White-knuckle thriller reenergizes Steven Spielberg-Tom Hanks tandem

HANKS. Breaches impediments to global peace in Steven Spielberg’s true-to-life period drama.

HANKS. Breaches impediments to global peace in Steven Spielberg’s true-to-life period drama.

Steven Spielberg’s true-to-life period drama, “Bridge of Spies,” entertains as well as it examines the circumstances surrounding the unlikely bond forged between American lawyer James Donovan (Tom Hanks) and the Russian spy, Rudolf Abel (Mark Rylance), he was “forced” to defend in 1957 on charges of conspiracy.

It is this “ambiguous” relationship that, five years later, thrusts Jim into the center of the Cold War when he is tasked to negotiate the exchange of Abel for captured US pilot, Francis Gary Powers (Austin Stowell), whose U-2 spy plane was shot down over Soviet territory during a reconnaissance mission in 1960.

The potentially calamitous spy swap on the Glienicke Bridge, closed to East German residents after the construction of the Berlin Wall in 1961, is made more complicated by the arrest of Yale exchange student, Frederic Prior (Will Rogers), in East Berlin.

In their fourth collaboration, Spielberg’s white-knuckle thriller cleverly utilizes Hanks’ Everyman affability to make the intense, two-for-one negotiations that follow accessible and edge-of-your-seat compelling.

It’s a chilling tale that is given added gravitas by screenwriters, Ethan and Joel Coen, who deliver a script that bristles with a great sense of irony—and urgency!

The borders and barricades on Glienicke Bridge were dismantled as part of German reunification in 1990—but, they remain symbolic of the impediments to the global peace that Donovan continued to advocate until his death in 1970.

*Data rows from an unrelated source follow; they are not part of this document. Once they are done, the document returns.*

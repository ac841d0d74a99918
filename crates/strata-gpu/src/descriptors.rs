//! Descriptor set pooling with identity-based reuse.
//!
//! Each pipeline owns one [`DescriptorSetPool`] per frame slot. A bind compares
//! the logical identities of the buffer and images against those recorded for
//! the current set; only a mismatch costs a descriptor write.

use crate::binding::BindingLayout;
use crate::buffer::BufferAllocator;
use crate::context::{RenderContext, ResourceId};
use crate::device::DescriptorWrite;
use crate::error::{GpuError, Result};
use crate::images::{ImageDescriptorInfo, ImageIdentity, ImageRegistry};
use crate::retire::Retired;
use ash::vk;
use std::sync::Arc;

/// Identity recorded for a buffer binding.
///
/// Dynamic bindings take their offset at bind time, so only the buffer
/// matters; static bindings bake the offset into the set.
#[derive(Debug, Clone, Copy, PartialEq, Eq)]
struct BufferIdentity {
    id: ResourceId,
    static_offset: u64,
}

/// Cursor and recorded identities of one (pipeline, slot) pair.
#[derive(Debug, Default)]
struct SetCursor {
    index: Option<usize>,
    buffers: Vec<BufferIdentity>,
    images: Vec<ImageIdentity>,
}

impl SetCursor {
    fn matches(&self, buffers: &[BufferIdentity], images: &[ImageIdentity]) -> bool {
        self.index.is_some() && self.buffers == buffers && self.images == images
    }
}

/// Result of binding through a pool.
#[derive(Debug, Clone, PartialEq, Eq)]
pub struct BoundSet {
    pub set: vk::DescriptorSet,
    /// Offsets for the dynamic buffer bindings, in binding-index order.
    pub dynamic_offsets: Vec<u32>,
    /// Whether descriptors were written for this bind.
    pub written: bool,
}

/// Growable pool of descriptor sets for one pipeline and frame slot.
pub struct DescriptorSetPool {
    ctx: Arc<RenderContext>,
    bindings: Arc<BindingLayout>,
    set_layout: vk::DescriptorSetLayout,
    slot: usize,
    pool: vk::DescriptorPool,
    sets: Vec<vk::DescriptorSet>,
    cursor: SetCursor,
    writes: u64,
}

impl DescriptorSetPool {
    /// Create a pool holding `size` sets (at least one).
    pub fn new(
        ctx: Arc<RenderContext>,
        bindings: Arc<BindingLayout>,
        set_layout: vk::DescriptorSetLayout,
        slot: usize,
        size: u32,
    ) -> Result<Self> {
        let (pool, sets) = allocate_pool(&ctx, &bindings, set_layout, size.max(1))?;
        Ok(Self {
            ctx,
            bindings,
            set_layout,
            slot,
            pool,
            sets,
            cursor: SetCursor::default(),
            writes: 0,
        })
    }

    /// Frame slot this pool serves.
    pub fn slot(&self) -> usize {
        self.slot
    }

    /// Number of sets in the current pool.
    pub fn pool_size(&self) -> usize {
        self.sets.len()
    }

    /// Index of the current set, if any bind happened since the last reset.
    pub fn cursor(&self) -> Option<usize> {
        self.cursor.index
    }

    /// Number of descriptor set writes performed over the pool's lifetime.
    pub fn writes(&self) -> u64 {
        self.writes
    }

    /// Rewind to the first set. Called once per slot reuse.
    pub fn reset_cursor(&mut self) {
        self.cursor = SetCursor::default();
    }

    /// Bind `buffer` at `offsets` (one per buffer binding) and the images the
    /// registry currently holds, writing a set only when an identity changed.
    #[cfg_attr(feature = "profiling-tracy", tracing::instrument(level = "trace", skip_all))]
    pub fn bind(
        &mut self,
        buffer: Option<&BufferAllocator>,
        offsets: &[u64],
        images: &dyn ImageRegistry,
    ) -> Result<BoundSet> {
        let bindings = Arc::clone(&self.bindings);
        let buffer_bindings = bindings.buffers();
        if offsets.len() != buffer_bindings.len() {
            return Err(GpuError::InvalidState(format!(
                "{} buffer offsets supplied for {} buffer bindings",
                offsets.len(),
                buffer_bindings.len()
            )));
        }

        let target = if buffer_bindings.is_empty() {
            None
        } else {
            let buffer = buffer.ok_or_else(|| {
                GpuError::InvalidState("buffer bindings declared but no buffer supplied".into())
            })?;
            let raw = buffer.raw().ok_or_else(|| {
                GpuError::InvalidState(format!("{} has no storage to bind", buffer.name()))
            })?;
            Some((buffer.id(), raw))
        };

        let mut buffer_ids = Vec::with_capacity(buffer_bindings.len());
        let mut dynamic_offsets = Vec::with_capacity(bindings.dynamic_count());
        if let Some((id, _)) = target {
            for (binding, &offset) in buffer_bindings.iter().zip(offsets) {
                if binding.dynamic_offset {
                    dynamic_offsets.push(u32::try_from(offset).map_err(|_| {
                        GpuError::InvalidState(format!(
                            "dynamic offset {offset} of binding {} exceeds 32 bits",
                            binding.index
                        ))
                    })?);
                }
                buffer_ids.push(BufferIdentity {
                    id,
                    static_offset: if binding.dynamic_offset { 0 } else { offset },
                });
            }
        }

        let mut image_infos: Vec<ImageDescriptorInfo> = Vec::with_capacity(bindings.images().len());
        for binding in bindings.images() {
            if binding.read_only_layout {
                images.request_read_only_layout(binding.slot);
            }
            let info = images.lookup(binding.slot).ok_or_else(|| {
                GpuError::ResourceNotFound(format!(
                    "image slot {} for binding {}",
                    binding.slot.0, binding.index
                ))
            })?;
            image_infos.push(info);
        }
        let image_ids: Vec<ImageIdentity> = image_infos.iter().map(ImageDescriptorInfo::identity).collect();

        if self.cursor.matches(&buffer_ids, &image_ids) {
            if let Some(index) = self.cursor.index {
                return Ok(BoundSet {
                    set: self.sets[index],
                    dynamic_offsets,
                    written: false,
                });
            }
        }

        let index = self.advance()?;
        let set = self.sets[index];

        let mut writes = Vec::with_capacity(buffer_bindings.len() + image_infos.len());
        if let Some((_, raw)) = target {
            for (binding, identity) in buffer_bindings.iter().zip(&buffer_ids) {
                writes.push(DescriptorWrite::Buffer {
                    binding: binding.index,
                    ty: binding.descriptor_type(),
                    buffer: raw,
                    offset: identity.static_offset,
                    range: binding.byte_size,
                });
            }
        }
        for (binding, info) in bindings.images().iter().zip(&image_infos) {
            writes.push(DescriptorWrite::Image {
                binding: binding.index,
                ty: binding.descriptor_type(),
                view: info.view,
                sampler: if binding.uses_sampler {
                    info.sampler
                } else {
                    vk::Sampler::null()
                },
                layout: info.layout,
            });
        }
        self.ctx.device().update_descriptor_set(set, &writes);
        self.writes += 1;

        self.cursor.buffers = buffer_ids;
        self.cursor.images = image_ids;

        Ok(BoundSet {
            set,
            dynamic_offsets,
            written: true,
        })
    }

    fn advance(&mut self) -> Result<usize> {
        let next = self.cursor.index.map_or(0, |index| index + 1);
        if next < self.sets.len() {
            self.cursor.index = Some(next);
            return Ok(next);
        }
        self.grow()?;
        self.cursor.index = Some(0);
        Ok(0)
    }

    // Sets already bound this frame live in the old pool, which is retired
    // rather than destroyed.
    fn grow(&mut self) -> Result<()> {
        let old_size = u32::try_from(self.sets.len()).unwrap_or(u32::MAX);
        let new_size = old_size.saturating_mul(2).max(1);
        let (pool, sets) = allocate_pool(&self.ctx, &self.bindings, self.set_layout, new_size)?;

        let old = std::mem::replace(&mut self.pool, pool);
        self.sets = sets;
        self.ctx.retire(Retired::DescriptorPool(old));

        tracing::debug!(slot = self.slot, old_size, new_size, "Descriptor pool grown");
        Ok(())
    }

    /// Retire the pool; its sets die with it once in-flight work completes.
    pub fn teardown(self) {
        drop(self);
    }
}

impl Drop for DescriptorSetPool {
    fn drop(&mut self) {
        if self.pool != vk::DescriptorPool::null() {
            let pool = std::mem::replace(&mut self.pool, vk::DescriptorPool::null());
            self.ctx.retire(Retired::DescriptorPool(pool));
        }
    }
}

impl std::fmt::Debug for DescriptorSetPool {
    fn fmt(&self, f: &mut std::fmt::Formatter<'_>) -> std::fmt::Result {
        f.debug_struct("DescriptorSetPool")
            .field("slot", &self.slot)
            .field("pool_size", &self.sets.len())
            .field("cursor", &self.cursor.index)
            .field("writes", &self.writes)
            .finish()
    }
}

fn allocate_pool(
    ctx: &RenderContext,
    bindings: &BindingLayout,
    set_layout: vk::DescriptorSetLayout,
    size: u32,
) -> Result<(vk::DescriptorPool, Vec<vk::DescriptorSet>)> {
    let device = ctx.device();
    let pool = device.create_descriptor_pool(size, &bindings.pool_sizes(size))?;
    match device.allocate_descriptor_sets(pool, set_layout, size) {
        Ok(sets) => Ok((pool, sets)),
        Err(e) => {
            // Never handed out, so nothing can reference it.
            device.destroy_descriptor_pool(pool);
            Err(e)
        }
    }
}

Amazingly, Donovan’s heroics wasn’t one-off: He was also credited with the release of 9,703 prisoners captured during the failed, CIA-sponsored Bay of Pigs Invasion, intended to overthrow the communist regime of Fidel Castro in Cuba in 1961!

‘The Prenup’ fizzles

Jennylyn Mercado is at her loveliest and feistiest in Jun Lana’s “The Prenup”—but, the actress’ first rom-com starrer with Sam Milby isn’t the worthy followup we hoped it’d be for the breakout star of “English Only, Please.”

In fact, Jen is the only bright light that keeps Lana’s vacuous rom-com viewable—the movie is loud, livid and ludicrously staged, and features vein-popping and eardrum-shattering portrayals (from Melai Cantiveros, Neil Coleta, Gardo Verzosa and Jaclyn Jose, whose cartoony characterizations of late make her look perpetually inebriated) that discombobulate more than they dazzle!

Wedding planner Wendy Cayabyab (Mercado) and acclaimed photographer Sean Billones (Milby, who acquits himself well in a role that doesn’t require him to “stretch”) are madly in love with each other—theirs is a story made more romantic by its dreamy New York backdrop. But, the loons around them intend to derail Wendy and Sean’s Happily Ever After by asking them to sign—a 200-page prenuptial agreement!

Lana’s directorial strengths have been showcased in indies (the sublime “Bwakaw,” “Mga Kuwentong Barbero”)—but, his forays into mainstream filmmaking (“My Neighbor’s Wife,” “Yesterday, Today and Tomorrow,” “Tarot”) have so far been underwhelming, to say the least.

“The PreNup” benefits from a frisky and sprightly start—but, it doesn’t take long for the viewers’ unforced laughter to die down, and for the movie’s story to spin out of control.

For Lana, it’s another missed opportunity in mainstream cinema—and a frustrating mess.